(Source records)
==================================================

use crate::platform::{PlatformError, RecognitionErrorKind, RecognitionEvent, SpeechRecognizer};
use crate::prompt::PromptText;

#[derive(Debug, Clone, Copy, PartialEq, Eq)]
pub enum DictationState {
    Idle,
    Listening,
    /// Passed through on a recognizer failure before settling back to `Idle`.
    Erroring,
}

#[derive(Debug, thiserror::Error)]
pub enum DictationError {
    #[error("speech input is not supported on this platform")]
    Unavailable,
    #[error("cannot {action} dictation while {state:?}")]
    InvalidTransition {
        action: &'static str,
        state: DictationState,
    },
    #[error(transparent)]
    Platform(#[from] PlatformError),
}

/// Drives a speech recognizer and commits final transcripts into the prompt.
///
/// The recognizer is handed over once at construction and lives as long as the
/// controller. The prompt is held as a shared handle and read at commit time, so
/// edits to the prompt never require a new recognizer.
pub struct DictationController {
    recognizer: Option<Box<dyn SpeechRecognizer>>,
    prompt: PromptText,
    state: DictationState,
    start_pending: bool,
    last_error: Option<RecognitionErrorKind>,
}

impl DictationController {
    pub fn new(recognizer: Box<dyn SpeechRecognizer>, prompt: PromptText) -> Self {
        Self::with_recognizer(Some(recognizer), prompt)
    }

    /// A controller for a platform without speech input. Its toggle does nothing.
    pub fn unavailable(prompt: PromptText) -> Self {
        Self::with_recognizer(None, prompt)
    }

    pub fn with_recognizer(recognizer: Option<Box<dyn SpeechRecognizer>>, prompt: PromptText) -> Self {
        Self {
            recognizer,
            prompt,
            state: DictationState::Idle,
            start_pending: false,
            last_error: None,
        }
    }

    pub fn is_available(&self) -> bool {
        self.recognizer.is_some()
    }

    pub fn state(&self) -> DictationState {
        self.state
    }

    pub fn is_listening(&self) -> bool {
        self.state == DictationState::Listening
    }

    /// The most recent recognizer failure, if any. Never shown to the user.
    pub fn last_error(&self) -> Option<RecognitionErrorKind> {
        self.last_error
    }

    /// Asks the recognizer to begin. The state only changes once the recognizer
    /// reports `Started`.
    pub fn start(&mut self) -> Result<(), DictationError> {
        if self.state != DictationState::Idle || self.start_pending {
            return Err(DictationError::InvalidTransition {
                action: "start",
                state: self.state,
            });
        }
        let recognizer = self.recognizer.as_mut().ok_or(DictationError::Unavailable)?;

        if let Err(e) = recognizer.start() {
            tracing::warn!("Speech recognizer refused to start: {}", e);
            self.reset();
            return Err(e.into());
        }
        tracing::debug!("Dictation start requested");
        self.start_pending = true;
        Ok(())
    }

    /// Asks the recognizer to finish. Results already in flight are still committed.
    pub fn stop(&mut self) -> Result<(), DictationError> {
        if self.state != DictationState::Listening {
            return Err(DictationError::InvalidTransition {
                action: "stop",
                state: self.state,
            });
        }
        let recognizer = self.recognizer.as_mut().ok_or(DictationError::Unavailable)?;

        if let Err(e) = recognizer.stop() {
            tracing::warn!("Speech recognizer failed to stop: {}", e);
            recognizer.abort();
            self.reset();
            return Err(e.into());
        }
        tracing::debug!("Dictation stop requested");
        Ok(())
    }

    /// The user-facing mic button. Failures are logged and swallowed.
    pub fn toggle(&mut self) {
        if !self.is_available() {
            return;
        }
        let result = match self.state {
            DictationState::Idle if !self.start_pending => self.start(),
            DictationState::Listening => self.stop(),
            _ => Ok(()),
        };
        if let Err(e) = result {
            tracing::warn!("Dictation toggle failed: {}", e);
        }
    }

    /// Applies a recognizer callback and returns the resulting state.
    pub fn on_event(&mut self, event: RecognitionEvent) -> DictationState {
        match event {
            RecognitionEvent::Started => {
                if self.start_pending {
                    self.start_pending = false;
                    self.state = DictationState::Listening;
                    tracing::info!("Listening...");
                } else {
                    tracing::debug!("Ignoring recognizer start that was not requested");
                }
            }
            RecognitionEvent::Result(fragments) => {
                if self.state != DictationState::Listening {
                    tracing::debug!("Dropping recognition result received while {:?}", self.state);
                    return self.state;
                }
                for fragment in fragments.iter().filter(|f| f.is_final) {
                    let text = fragment.transcript.trim();
                    if text.is_empty() {
                        continue;
                    }
                    self.prompt.append_fragment(text);
                    tracing::debug!("Committed dictated text: \"{}\"", text);
                }
            }
            RecognitionEvent::Error(kind) => {
                self.state = DictationState::Erroring;
                self.last_error = Some(kind);
                tracing::warn!("Speech recognition error: {}", kind);
                self.reset();
            }
            RecognitionEvent::Ended => {
                if self.state != DictationState::Idle || self.start_pending {
                    tracing::info!("Dictation ended");
                }
                self.reset();
            }
        }
        self.state
    }

    fn reset(&mut self) {
        self.start_pending = false;
        self.state = DictationState::Idle;
    }
}

impl Drop for DictationController {
    fn drop(&mut self) {
        if self.state == DictationState::Listening || self.start_pending {
            if let Some(recognizer) = self.recognizer.as_mut() {
                tracing::debug!("Aborting active dictation on teardown");
                recognizer.abort();
            }
        }
    }
}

==================================================

(WORK REQUIRED) Copy range, inclusive: the line holding "self.last_error = Some(kind);" to the line holding "fn reset(&mut self)". Reproduce exactly those lines of the records above and no others.

(EXERCISE RESULT)
                self.last_error = Some(kind);
                tracing::warn!("Speech recognition error: {}", kind);
                self.reset();
            }
            RecognitionEvent::Ended => {
                if self.state != DictationState::Idle || self.start_pending {
                    tracing::info!("Dictation ended");
                }
                self.reset();
            }
        }
        self.state
    }

    fn reset(&mut self) {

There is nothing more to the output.